WORKING DATA Block Start

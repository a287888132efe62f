//! Apptainer images with a writable overlay.
//!
//! Provisioning prepares a SIF image (an existing `.sif` path or a build from
//! any other image reference), then a local overlay image. Commands run with
//! the working directory bound at the same path and the staging directory at
//! `/staging`.

use std::time::Duration;

use chrono::Utc;
use dagon_core::channel::{join_path, ChannelOutput, CommandChannel, CommandRequest};
use dagon_core::sandbox::{SandboxDriver, SandboxError, SandboxRequest};
use dagon_types::backend::BackendKind;
use dagon_types::sandbox::{SandboxHandle, SandboxInfo};

use super::workdir;
use super::DriverSettings;

/// Runtime chatter Apptainer and its FUSE helpers print on stderr.
pub const NOISE_MARKERS: &[&str] = &[
    "squashfuse",
    "fuse2fs",
    "gocryptfs",
    "Converting SIF",
    "Cleaning up image",
];

const PERMISSION_MARKERS: &[&str] = &[
    "permission denied",
    "operation not permitted",
    "must be root",
    "requires root",
    "fakeroot",
];

/// Whether a failed build looks like it lacked privileges.
pub fn is_permission_failure(message: &str) -> bool {
    let message = message.to_lowercase();
    PERMISSION_MARKERS.iter().any(|m| message.contains(m))
}

#[derive(Debug, Clone)]
pub struct ApptainerDriver<C> {
    channel: C,
    settings: DriverSettings,
    image: String,
    bind_paths: Vec<String>,
    overlay_size_mb: u32,
    remote: bool,
}

impl<C: CommandChannel> ApptainerDriver<C> {
    pub fn new(
        channel: C,
        settings: DriverSettings,
        image: impl Into<String>,
        bind_paths: Vec<String>,
        overlay_size_mb: u32,
        remote: bool,
    ) -> Self {
        Self {
            channel,
            settings,
            image: image.into(),
            bind_paths,
            overlay_size_mb,
            remote,
        }
    }

    async fn prepare_image(&self, request: &SandboxRequest, working_dir: &str) -> Result<String, SandboxError> {
        if self.image.ends_with(".sif") {
            if !self.channel.exists(&self.image).await? {
                return Err(SandboxError::Provisioning(format!(
                    "SIF file not found: {}",
                    self.image
                )));
            }
            tracing::debug!(task = %request.task, sif = %self.image, "using existing image");
            return Ok(self.image.clone());
        }

        let sif = join_path(working_dir, &format!(".dagon/{}.sif", request.id));
        let build = CommandRequest::new(["apptainer", "build", sif.as_str(), self.image.as_str()])
            .timeout(self.settings.command_timeout);
        tracing::info!(task = %request.task, image = %self.image, sif = %sif, "building image");

        let output = self.channel.execute(build.clone()).await?;
        if !output.success() {
            let message = output.message();
            if self.remote || !is_permission_failure(&message) {
                return Err(SandboxError::Provisioning(format!(
                    "apptainer build failed with code {}: {message}",
                    output.code
                )));
            }
            tracing::warn!(task = %request.task, error = %message, "image build lacks privileges, retrying with sudo");
            workdir::run_checked(&self.channel, build.prefixed(["sudo"]), SandboxError::Provisioning).await?;
        }

        if self.remote && !self.channel.exists(&sif).await? {
            return Err(SandboxError::Provisioning(format!(
                "image build reported success but {sif} is missing"
            )));
        }
        Ok(sif)
    }

    async fn create_overlay(&self, request: &SandboxRequest, working_dir: &str) -> Result<Option<String>, SandboxError> {
        if self.remote {
            return Ok(None);
        }
        let overlay = join_path(working_dir, &format!(".dagon/overlay_{}.img", request.id));
        workdir::run_checked(
            &self.channel,
            CommandRequest::new([
                "apptainer".to_string(),
                "overlay".to_string(),
                "create".to_string(),
                "--size".to_string(),
                self.overlay_size_mb.to_string(),
                overlay.clone(),
            ])
            .timeout(self.settings.command_timeout),
            SandboxError::Provisioning,
        )
        .await?;
        Ok(Some(overlay))
    }

    /// `apptainer exec` prefix up to and including the image.
    fn exec_argv(&self, sandbox: &SandboxInfo, with_overlay: bool) -> Vec<String> {
        let (sif, overlay) = match &sandbox.handle {
            SandboxHandle::Image { sif, overlay } => (sif.clone(), overlay.clone()),
            _ => (self.image.clone(), None),
        };
        let mut argv = vec!["apptainer".to_string(), "exec".to_string()];
        if let (true, Some(overlay)) = (with_overlay, overlay) {
            argv.extend(["--overlay".to_string(), overlay]);
        }
        for bind in &self.bind_paths {
            argv.extend(["--bind".to_string(), bind.clone()]);
        }
        argv.extend([
            "--bind".to_string(),
            format!("{0}:{0}", sandbox.working_dir),
            "--bind".to_string(),
            format!("{}:/staging", sandbox.staging_dir),
            "--pwd".to_string(),
            sandbox.working_dir.clone(),
            sif,
        ]);
        argv
    }
}

impl<C: CommandChannel> SandboxDriver for ApptainerDriver<C> {
    type Channel = C;

    fn channel(&self) -> &C {
        &self.channel
    }

    fn kind(&self) -> BackendKind {
        BackendKind::Apptainer
    }

    async fn create(&self, request: &SandboxRequest) -> Result<SandboxInfo, SandboxError> {
        let dirs = workdir::create(&self.channel, request, &self.settings.scratch_root).await?;
        let sif = self.prepare_image(request, &dirs.root).await?;
        let overlay = self.create_overlay(request, &dirs.root).await?;

        Ok(SandboxInfo {
            id: request.id.clone(),
            task: request.task.clone(),
            working_dir: dirs.root,
            staging_dir: dirs.staging,
            location: self.channel.location(),
            handle: SandboxHandle::Image { sif, overlay },
            created_at: Utc::now(),
        })
    }

    async fn run(
        &self,
        sandbox: &SandboxInfo,
        command: &str,
        timeout: Duration,
    ) -> Result<ChannelOutput, SandboxError> {
        let mut argv = self.exec_argv(sandbox, true);
        argv.extend(["bash".to_string(), "-c".to_string(), command.to_string()]);
        Ok(self.channel.execute(CommandRequest::new(argv).timeout(timeout)).await?)
    }

    async fn read_file(&self, sandbox: &SandboxInfo, path: &str) -> Result<Vec<u8>, SandboxError> {
        workdir::read(&self.channel, sandbox, path).await
    }

    async fn write_file(
        &self,
        sandbox: &SandboxInfo,
        path: &str,
        bytes: &[u8],
    ) -> Result<(), SandboxError> {
        workdir::write(&self.channel, sandbox, path, bytes).await
    }

    async fn destroy(&self, sandbox: &SandboxInfo) -> Result<(), SandboxError> {
        workdir::remove(&self.channel, &sandbox.working_dir).await
    }

    fn noise_markers(&self) -> &'static [&'static str] {
        NOISE_MARKERS
    }

    /// Paths outside the bound working directory only exist inside the
    /// container, so they are copied out with an in-container `cp` (without
    /// the overlay, which cannot be mounted twice).
    async fn export(&self, sandbox: &SandboxInfo, path: &str, slot: &str) -> Result<String, SandboxError> {
        let slot_path = join_path(&sandbox.staging_dir, slot);
        let inside_workdir = !path.starts_with('/') || path.starts_with(&format!("{}/", sandbox.working_dir));
        if inside_workdir {
            let bytes = self.read_file(sandbox, path).await?;
            self.channel
                .write_file(&slot_path, &bytes)
                .await
                .map_err(|e| SandboxError::staging(&slot_path, e))?;
            return Ok(slot_path);
        }

        let mut argv = self.exec_argv(sandbox, false);
        argv.extend(["cp".to_string(), path.to_string(), format!("/staging/{slot}")]);
        let output = self
            .channel
            .execute(CommandRequest::new(argv).timeout(self.settings.command_timeout))
            .await?;
        if !output.success() || !self.channel.exists(&slot_path).await? {
            return Err(SandboxError::staging(
                path,
                format!("could not export to staging: {}", output.message()),
            ));
        }
        Ok(slot_path)
    }
}

#[cfg(test)]
mod tests {
    use super::*;
    use crate::testing::{output, ScriptedChannel};

    fn driver(channel: &ScriptedChannel, image: &str, remote: bool) -> ApptainerDriver<ScriptedChannel> {
        ApptainerDriver::new(
            channel.clone(),
            DriverSettings::for_tests("/scratch"),
            image,
            vec!["/opt/data".to_string()],
            512,
            remote,
        )
    }

    #[test]
    fn permission_failures_are_recognised() {
        assert!(is_permission_failure("FATAL: Unable to build: Permission denied"));
        assert!(is_permission_failure("while performing build: operation not permitted"));
        assert!(!is_permission_failure("FATAL: no such image"));
    }

    #[tokio::test]
    async fn local_build_retries_once_with_sudo() {
        let channel = ScriptedChannel::new("local");
        channel.respond(
            "apptainer build",
            vec![
                output("", "FATAL: permission denied", 255),
                output("", "", 0),
            ],
        );
        let driver = driver(&channel, "docker://ubuntu:20.04", false);
        let request = SandboxRequest::new("A", None);
        let sandbox = driver.create(&request).await.unwrap();

        let builds: Vec<String> = channel
            .commands()
            .into_iter()
            .filter(|c| c.contains("apptainer build"))
            .collect();
        assert_eq!(builds.len(), 2);
        assert!(builds[0].starts_with("apptainer build"));
        assert!(builds[1].starts_with("sudo apptainer build"));

        let wd = format!("/scratch/{}", request.id);
        assert_eq!(
            sandbox.handle,
            SandboxHandle::Image {
                sif: format!("{wd}/.dagon/{}.sif", request.id),
                overlay: Some(format!("{wd}/.dagon/overlay_{}.img", request.id)),
            }
        );
        assert!(channel.commands().iter().any(|c| c.contains("apptainer overlay create --size 512")));
    }

    #[tokio::test]
    async fn privileged_retry_failure_is_permanent() {
        let channel = ScriptedChannel::new("local");
        channel.respond("apptainer build", vec![output("", "permission denied", 1)]);
        let err = driver(&channel, "docker://ubuntu:20.04", false)
            .create(&SandboxRequest::new("A", None))
            .await
            .unwrap_err();
        assert!(matches!(err, SandboxError::Provisioning(_)));
        let builds = channel.commands().into_iter().filter(|c| c.contains("apptainer build")).count();
        assert_eq!(builds, 2);
    }

    #[tokio::test]
    async fn other_build_failures_are_not_retried() {
        let channel = ScriptedChannel::new("local");
        channel.respond("apptainer build", vec![output("", "FATAL: manifest unknown", 1)]);
        let err = driver(&channel, "docker://nope:1", false)
            .create(&SandboxRequest::new("A", None))
            .await
            .unwrap_err();
        assert!(err.to_string().contains("manifest unknown"));
        assert!(!channel.commands().iter().any(|c| c.starts_with("sudo")));
    }

    #[tokio::test]
    async fn remote_build_is_verified_and_has_no_overlay() {
        let channel = ScriptedChannel::new("hpc@cluster:22");
        let driver = driver(&channel, "docker://ubuntu:20.04", true);
        // The scripted build "succeeds" but never writes the image.
        let err = driver.create(&SandboxRequest::new("A", None)).await.unwrap_err();
        assert!(err.to_string().contains("is missing"));
        assert!(!channel.commands().iter().any(|c| c.contains("overlay create")));
    }

    #[tokio::test]
    async fn missing_sif_is_rejected() {
        let channel = ScriptedChannel::new("local");
        let err = driver(&channel, "/images/tool.sif", false)
            .create(&SandboxRequest::new("A", None))
            .await
            .unwrap_err();
        assert!(err.to_string().contains("SIF file not found"));
    }

    #[tokio::test]
    async fn run_binds_workdir_staging_and_overlay() {
        let channel = ScriptedChannel::new("local");
        channel.write_file("/images/tool.sif", b"sif").await.unwrap();
        let driver = driver(&channel, "/images/tool.sif", false);
        let sandbox = driver.create(&SandboxRequest::new("A", None)).await.unwrap();

        driver.run(&sandbox, "ls", Duration::from_secs(5)).await.unwrap();
        let argv = channel.requests().pop().unwrap().argv;
        let wd = &sandbox.working_dir;
        assert_eq!(argv[..3], ["apptainer", "exec", "--overlay"]);
        assert_eq!(argv[4..6], ["--bind", "/opt/data"]);
        let bind_wd = format!("{wd}:{wd}");
        let bind_staging = format!("{}:/staging", sandbox.staging_dir);
        assert_eq!(
            argv[6..],
            [
                "--bind", bind_wd.as_str(), "--bind", bind_staging.as_str(), "--pwd", wd.as_str(),
                "/images/tool.sif", "bash", "-c", "ls",
            ]
        );
    }

    #[test]
    fn noise_is_filtered_but_user_stderr_kept() {
        let stderr = "INFO:    Converting SIF file to temporary sandbox...\nuser warning\nWARNING: squashfuse not found\n";
        assert_eq!(dagon_core::escape::strip_noise(stderr, NOISE_MARKERS), "user warning");
    }

    #[test]
    fn user_log_prefixes_survive_filtering() {
        let stderr = "WARNING: input file is empty\nINFO: processed 0 rows\nINFO:    Cleaning up image...\n";
        assert_eq!(
            dagon_core::escape::strip_noise(stderr, NOISE_MARKERS),
            "WARNING: input file is empty\nINFO: processed 0 rows"
        );
    }
}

WORKING DATA Block End

_WHAT IS EXPECTED:_ Check each line of the listing above for the string "bound", then give how many lines have it. No other text.

_REPLY TO THE TASK:_ 2